A faithful copy is needed. Set down all of the data below exactly.

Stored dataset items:
Segment Open

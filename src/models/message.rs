use chrono::{DateTime, NaiveDateTime, Utc};
use serde::{Deserialize, Serialize};
use serde_json::Value as JsonValue;
use sqlx::FromRow;
use uuid::Uuid;

#[derive(Debug, Clone, Serialize, Deserialize, FromRow)]
pub struct Message {
    pub id: i64,
    pub user_id: Uuid,
    pub title: String,
    pub content: String,
    pub media_urls: Option<JsonValue>,
    pub delivery_date: NaiveDateTime,
    pub delivery_method: String,
    pub recipient_email: Option<String>,
    pub recipient_phone: Option<String>,
    pub generation_settings: Option<JsonValue>,
    pub is_delivered: bool,
    pub created_at: DateTime<Utc>,
    pub updated_at: DateTime<Utc>,
}

/// Point-in-time projection of a deliverable message handed from the
/// due-message query to the delivery engine. Not the live row: the engine
/// re-applies its state change by id and tolerates the row having been
/// edited or deleted in the meantime.
#[derive(Debug, Clone, PartialEq)]
pub struct DueMessage {
    pub id: i64,
    pub title: String,
    pub content: String,
    pub recipient_email: Option<String>,
    pub delivery_date: NaiveDateTime,
    pub is_delivered: bool,
}
use sqlx::PgPool;
use uuid::Uuid;

use crate::dto::message_dto::{CreateMessagePayload, UpdateMessagePayload};
use crate::error::{Error, Result};
use crate::models::message::Message;
use crate::utils::time::parse_timestamp;

/// API-side writer for the messages table. Owner-scoped: every query is
/// keyed by (id, user_id). The delivered flag is out of reach here; only
/// the delivery engine writes it through `MessageStore`.
#[derive(Clone)]
pub struct MessageService {
    pool: PgPool,
}

impl MessageService {
    pub fn new(pool: PgPool) -> Self {
        Self { pool }
    }

    pub async fn create(&self, user_id: Uuid, payload: CreateMessagePayload) -> Result<Message> {
        let delivery_date = parse_timestamp(&payload.delivery_date)
            .map_err(|e| Error::BadRequest(e.to_string()))?;
        let media_urls = match &payload.media_urls {
            Some(urls) => Some(serde_json::to_value(urls)?),
            None => None,
        };

        let message = sqlx::query_as::<_, Message>(
            r#"
            INSERT INTO messages
                (user_id, title, content, media_urls, delivery_date, delivery_method,
                 recipient_email, recipient_phone, generation_settings)
            VALUES ($1, $2, $3, $4, $5, $6, $7, $8, $9)
            RETURNING *
            "#,
        )
        .bind(user_id)
        .bind(&payload.title)
        .bind(&payload.content)
        .bind(&media_urls)
        .bind(delivery_date)
        .bind(&payload.delivery_method)
        .bind(payload.recipient_email.as_deref())
        .bind(payload.recipient_phone.as_deref())
        .bind(&payload.generation_settings)
        .fetch_one(&self.pool)
        .await?;

        Ok(message)
    }

    pub async fn list_for_user(&self, user_id: Uuid, skip: i64, limit: i64) -> Result<Vec<Message>> {
        let messages = sqlx::query_as::<_, Message>(
            r#"
            SELECT * FROM messages
            WHERE user_id = $1
            ORDER BY id ASC
            OFFSET $2 LIMIT $3
            "#,
        )
        .bind(user_id)
        .bind(skip)
        .bind(limit)
        .fetch_all(&self.pool)
        .await?;

        Ok(messages)
    }

    pub async fn get_for_user(&self, id: i64, user_id: Uuid) -> Result<Message> {
        let message = sqlx::query_as::<_, Message>(
            r#"SELECT * FROM messages WHERE id = $1 AND user_id = $2"#,
        )
        .bind(id)
        .bind(user_id)
        .fetch_optional(&self.pool)
        .await?;

        message.ok_or_else(|| Error::NotFound("Message not found".to_string()))
    }

    pub async fn update_for_user(
        &self,
        id: i64,
        user_id: Uuid,
        payload: UpdateMessagePayload,
    ) -> Result<Message> {
        let delivery_date = match payload.delivery_date.as_deref() {
            Some(raw) => Some(parse_timestamp(raw).map_err(|e| Error::BadRequest(e.to_string()))?),
            None => None,
        };
        let media_urls = match &payload.media_urls {
            Some(urls) => Some(serde_json::to_value(urls)?),
            None => None,
        };

        let message = sqlx::query_as::<_, Message>(
            r#"
            UPDATE messages
            SET title = COALESCE($3, title),
                content = COALESCE($4, content),
                media_urls = COALESCE($5, media_urls),
                delivery_date = COALESCE($6, delivery_date),
                delivery_method = COALESCE($7, delivery_method),
                recipient_email = COALESCE($8, recipient_email),
                recipient_phone = COALESCE($9, recipient_phone),
                generation_settings = COALESCE($10, generation_settings),
                updated_at = NOW()
            WHERE id = $1 AND user_id = $2
            RETURNING *
            "#,
        )
        .bind(id)
        .bind(user_id)
        .bind(payload.title.as_deref())
        .bind(payload.content.as_deref())
        .bind(&media_urls)
        .bind(delivery_date)
        .bind(payload.delivery_method.as_deref())
        .bind(payload.recipient_email.as_deref())
        .bind(payload.recipient_phone.as_deref())
        .bind(&payload.generation_settings)
        .fetch_optional(&self.pool)
        .await?;

        message.ok_or_else(|| Error::NotFound("Message not found".to_string()))
    }

    pub async fn delete_for_user(&self, id: i64, user_id: Uuid) -> Result<()> {
        let result = sqlx::query(r#"DELETE FROM messages WHERE id = $1 AND user_id = $2"#)
            .bind(id)
            .bind(user_id)
            .execute(&self.pool)
            .await?;

        if result.rows_affected() == 0 {
            return Err(Error::NotFound("Message not found".to_string()));
        }
        Ok(())
    }
}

Segment Closed

EXERCISE SOLUTION:
filename src/models/message.rs
use chrono::{DateTime, NaiveDateTime, Utc};
use serde::{Deserialize, Serialize};
use serde_json::Value as JsonValue;
use sqlx::FromRow;
use uuid::Uuid;

#[derive(Debug, Clone, Serialize, Deserialize, FromRow)]
pub struct Message {
    pub id: i64,
    pub user_id: Uuid,
    pub title: String,
    pub content: String,
    pub media_urls: Option<JsonValue>,
    pub delivery_date: NaiveDateTime,
    pub delivery_method: String,
    pub recipient_email: Option<String>,
    pub recipient_phone: Option<String>,
    pub generation_settings: Option<JsonValue>,
    pub is_delivered: bool,
    pub created_at: DateTime<Utc>,
    pub updated_at: DateTime<Utc>,
}

/// Point-in-time projection of a deliverable message handed from the
/// due-message query to the delivery engine. Not the live row: the engine
/// re-applies its state change by id and tolerates the row having been
/// edited or deleted in the meantime.
#[derive(Debug, Clone, PartialEq)]
pub struct DueMessage {
    pub id: i64,
    pub title: String,
    pub content: String,
    pub recipient_email: Option<String>,
    pub delivery_date: NaiveDateTime,
    pub is_delivered: bool,
}
use sqlx::PgPool;
use uuid::Uuid;

use crate::dto::message_dto::{CreateMessagePayload, UpdateMessagePayload};
use crate::error::{Error, Result};
use crate::models::message::Message;
use crate::utils::time::parse_timestamp;

/// API-side writer for the messages table. Owner-scoped: every query is
/// keyed by (id, user_id). The delivered flag is out of reach here; only
/// the delivery engine writes it through `MessageStore`.
#[derive(Clone)]
pub struct MessageService {
    pool: PgPool,
}

impl MessageService {
    pub fn new(pool: PgPool) -> Self {
        Self { pool }
    }

    pub async fn create(&self, user_id: Uuid, payload: CreateMessagePayload) -> Result<Message> {
        let delivery_date = parse_timestamp(&payload.delivery_date)
            .map_err(|e| Error::BadRequest(e.to_string()))?;
        let media_urls = match &payload.media_urls {
            Some(urls) => Some(serde_json::to_value(urls)?),
            None => None,
        };

        let message = sqlx::query_as::<_, Message>(
            r#"
            INSERT INTO messages
                (user_id, title, content, media_urls, delivery_date, delivery_method,
                 recipient_email, recipient_phone, generation_settings)
            VALUES ($1, $2, $3, $4, $5, $6, $7, $8, $9)
            RETURNING *
            "#,
        )
        .bind(user_id)
        .bind(&payload.title)
        .bind(&payload.content)
        .bind(&media_urls)
        .bind(delivery_date)
        .bind(&payload.delivery_method)
        .bind(payload.recipient_email.as_deref())
        .bind(payload.recipient_phone.as_deref())
        .bind(&payload.generation_settings)
        .fetch_one(&self.pool)
        .await?;

        Ok(message)
    }

    pub async fn list_for_user(&self, user_id: Uuid, skip: i64, limit: i64) -> Result<Vec<Message>> {
        let messages = sqlx::query_as::<_, Message>(
            r#"
            SELECT * FROM messages
            WHERE user_id = $1
            ORDER BY id ASC
            OFFSET $2 LIMIT $3
            "#,
        )
        .bind(user_id)
        .bind(skip)
        .bind(limit)
        .fetch_all(&self.pool)
        .await?;

        Ok(messages)
    }

    pub async fn get_for_user(&self, id: i64, user_id: Uuid) -> Result<Message> {
        let message = sqlx::query_as::<_, Message>(
            r#"SELECT * FROM messages WHERE id = $1 AND user_id = $2"#,
        )
        .bind(id)
        .bind(user_id)
        .fetch_optional(&self.pool)
        .await?;

        message.ok_or_else(|| Error::NotFound("Message not found".to_string()))
    }

    pub async fn update_for_user(
        &self,
        id: i64,
        user_id: Uuid,
        payload: UpdateMessagePayload,
    ) -> Result<Message> {
        let delivery_date = match payload.delivery_date.as_deref() {
            Some(raw) => Some(parse_timestamp(raw).map_err(|e| Error::BadRequest(e.to_string()))?),
            None => None,
        };
        let media_urls = match &payload.media_urls {
            Some(urls) => Some(serde_json::to_value(urls)?),
            None => None,
        };

        let message = sqlx::query_as::<_, Message>(
            r#"
            UPDATE messages
            SET title = COALESCE($3, title),
                content = COALESCE($4, content),
                media_urls = COALESCE($5, media_urls),
                delivery_date = COALESCE($6, delivery_date),
                delivery_method = COALESCE($7, delivery_method),
                recipient_email = COALESCE($8, recipient_email),
                recipient_phone = COALESCE($9, recipient_phone),
                generation_settings = COALESCE($10, generation_settings),
                updated_at = NOW()
            WHERE id = $1 AND user_id = $2
            RETURNING *
            "#,
        )
        .bind(id)
        .bind(user_id)
        .bind(payload.title.as_deref())
        .bind(payload.content.as_deref())
        .bind(&media_urls)
        .bind(delivery_date)
        .bind(payload.delivery_method.as_deref())
        .bind(payload.recipient_email.as_deref())
        .bind(payload.recipient_phone.as_deref())
        .bind(&payload.generation_settings)
        .fetch_optional(&self.pool)
        .await?;

        message.ok_or_else(|| Error::NotFound("Message not found".to_string()))
    }

    pub async fn delete_for_user(&self, id: i64, user_id: Uuid) -> Result<()> {
        let result = sqlx::query(r#"DELETE FROM messages WHERE id = $1 AND user_id = $2"#)
            .bind(id)
            .bind(user_id)
            .execute(&self.pool)
            .await?;

        if result.rows_affected() == 0 {
            return Err(Error::NotFound("Message not found".to_string()));
        }
        Ok(())
    }
}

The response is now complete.